**EXERCISE PROMPT:**
Whenever the word "every" appears on a line of the material below, that line is counted; state the total alone.

**DATASET:**
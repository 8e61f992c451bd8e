//! Scope tree: which names each scope declares, and in which namespaces.
//!
//! Scopes live in an arena indexed by [`ScopeId`]. The global scope is always
//! [`ScopeId::GLOBAL`]; a module source file adds one `Module` scope under it
//! that holds every top-level declaration.

use std::fmt::Write;

use indexmap::IndexMap;
use rowan::TextRange;

use ambient_core::Classification;

#[derive(Debug, Clone, Copy, PartialEq, Eq, Hash, PartialOrd, Ord)]
pub struct ScopeId(u32);

impl ScopeId {
    pub const GLOBAL: ScopeId = ScopeId(0);

    pub fn index(self) -> usize {
        self.0 as usize
    }
}

#[derive(Debug, Clone, Copy, PartialEq, Eq)]
pub enum ScopeKind {
    Global,
    Module,
    Namespace,
    Class,
    Function,
    /// Type parameters of an interface or type alias.
    Type,
    Enum,
}

/// What introduced a definition. Decides the namespaces the name occupies.
#[derive(Debug, Clone, Copy, PartialEq, Eq)]
pub enum DefinitionKind {
    ClassName,
    FunctionName,
    Variable,
    EnumName,
    EnumMember,
    NamespaceName,
    /// `interface` or `type` alias.
    TypeName,
    ImportBinding,
    TypeImportBinding,
    Parameter,
    TypeParameter,
    /// Seeded into the global scope before binding.
    ImplicitGlobal(Classification),
}

impl DefinitionKind {
    pub fn is_type(self) -> bool {
        match self {
            Self::ClassName
            | Self::EnumName
            | Self::NamespaceName
            | Self::TypeName
            | Self::ImportBinding
            | Self::TypeImportBinding
            | Self::TypeParameter => true,
            Self::FunctionName | Self::Variable | Self::EnumMember | Self::Parameter => false,
            Self::ImplicitGlobal(c) => c.is_type(),
        }
    }

    pub fn is_value(self) -> bool {
        match self {
            Self::ClassName
            | Self::FunctionName
            | Self::Variable
            | Self::EnumName
            | Self::EnumMember
            | Self::NamespaceName
            | Self::ImportBinding
            | Self::Parameter => true,
            Self::TypeName | Self::TypeImportBinding | Self::TypeParameter => false,
            Self::ImplicitGlobal(c) => c.is_value(),
        }
    }
}

#[derive(Debug, Clone, Copy, PartialEq, Eq)]
pub struct Definition {
    pub kind: DefinitionKind,
    /// Range of the defining name (or of the whole declaration for implicit globals).
    pub range: TextRange,
}

/// A name declared in one scope, with every declaration that contributed to it.
///
/// Declaration merging (`interface X` + `declare var X`) shows up as one
/// variable with several definitions.
#[derive(Debug, Clone, PartialEq, Eq)]
pub struct Variable {
    name: String,
    defs: Vec<Definition>,
}

impl Variable {
    pub fn name(&self) -> &str {
        &self.name
    }

    pub fn defs(&self) -> &[Definition] {
        &self.defs
    }

    pub fn is_type_variable(&self) -> bool {
        self.defs.iter().any(|d| d.kind.is_type())
    }

    pub fn is_value_variable(&self) -> bool {
        self.defs.iter().any(|d| d.kind.is_value())
    }

    /// `None` only for a variable without any type or value definition.
    pub fn classification(&self) -> Option<Classification> {
        Classification::from_flags(self.is_type_variable(), self.is_value_variable())
    }
}

#[derive(Debug, Clone)]
pub struct Scope {
    kind: ScopeKind,
    parent: Option<ScopeId>,
    children: Vec<ScopeId>,
    variables: IndexMap<String, Variable>,
    range: TextRange,
}

impl Scope {
    pub fn kind(&self) -> ScopeKind {
        self.kind
    }

    pub fn parent(&self) -> Option<ScopeId> {
        self.parent
    }

    pub fn children(&self) -> &[ScopeId] {
        &self.children
    }

    pub fn range(&self) -> TextRange {
        self.range
    }

    /// Variables in first-declaration order.
    pub fn variables(&self) -> impl Iterator<Item = &Variable> {
        self.variables.values()
    }

    pub fn variable(&self, name: &str) -> Option<&Variable> {
        self.variables.get(name)
    }

    pub fn len(&self) -> usize {
        self.variables.len()
    }

    pub fn is_empty(&self) -> bool {
        self.variables.is_empty()
    }
}

/// Arena of scopes rooted at the global scope.
#[derive(Debug, Clone)]
pub struct ScopeTree {
    scopes: Vec<Scope>,
}

impl ScopeTree {
    pub fn new(range: TextRange) -> Self {
        Self {
            scopes: vec![Scope {
                kind: ScopeKind::Global,
                parent: None,
                children: Vec::new(),
                variables: IndexMap::new(),
                range,
            }],
        }
    }

    pub fn global(&self) -> &Scope {
        &self.scopes[ScopeId::GLOBAL.index()]
    }

    pub fn get(&self, id: ScopeId) -> &Scope {
        &self.scopes[id.index()]
    }

    pub fn len(&self) -> usize {
        self.scopes.len()
    }

    pub fn is_empty(&self) -> bool {
        self.scopes.is_empty()
    }

    /// Scopes in creation order, global first.
    pub fn iter(&self) -> impl Iterator<Item = (ScopeId, &Scope)> {
        self.scopes
            .iter()
            .enumerate()
            .map(|(i, s)| (ScopeId(i as u32), s))
    }

    pub fn push_scope(&mut self, parent: ScopeId, kind: ScopeKind, range: TextRange) -> ScopeId {
        let id = ScopeId(self.scopes.len() as u32);
        self.scopes.push(Scope {
            kind,
            parent: Some(parent),
            children: Vec::new(),
            variables: IndexMap::new(),
            range,
        });
        self.scopes[parent.index()].children.push(id);
        id
    }

    /// Adds a definition for `name`, merging with an existing variable of that name.
    pub fn define(&mut self, scope: ScopeId, name: &str, def: Definition) {
        let variables = &mut self.scopes[scope.index()].variables;
        match variables.get_mut(name) {
            Some(variable) => variable.defs.push(def),
            None => {
                variables.insert(
                    name.to_owned(),
                    Variable {
                        name: name.to_owned(),
                        defs: vec![def],
                    },
                );
            }
        }
    }

    /// Indented outline of scopes and the namespaces of their variables.
    pub fn dump(&self) -> String {
        let mut out = String::new();
        self.dump_scope(ScopeId::GLOBAL, 0, &mut out);
        out
    }

    fn dump_scope(&self, id: ScopeId, indent: usize, out: &mut String) {
        let scope = self.get(id);
        let prefix = "  ".repeat(indent);
        let _ = writeln!(out, "{prefix}{:?}", scope.kind);
        for variable in scope.variables() {
            let facts = match variable.classification() {
                Some(c) => c.export_name(),
                None => "?",
            };
            let _ = writeln!(out, "{prefix}  {} {facts}", variable.name);
        }
        for &child in &scope.children {
            self.dump_scope(child, indent + 1, out);
        }
    }
}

**ANSWER:**
2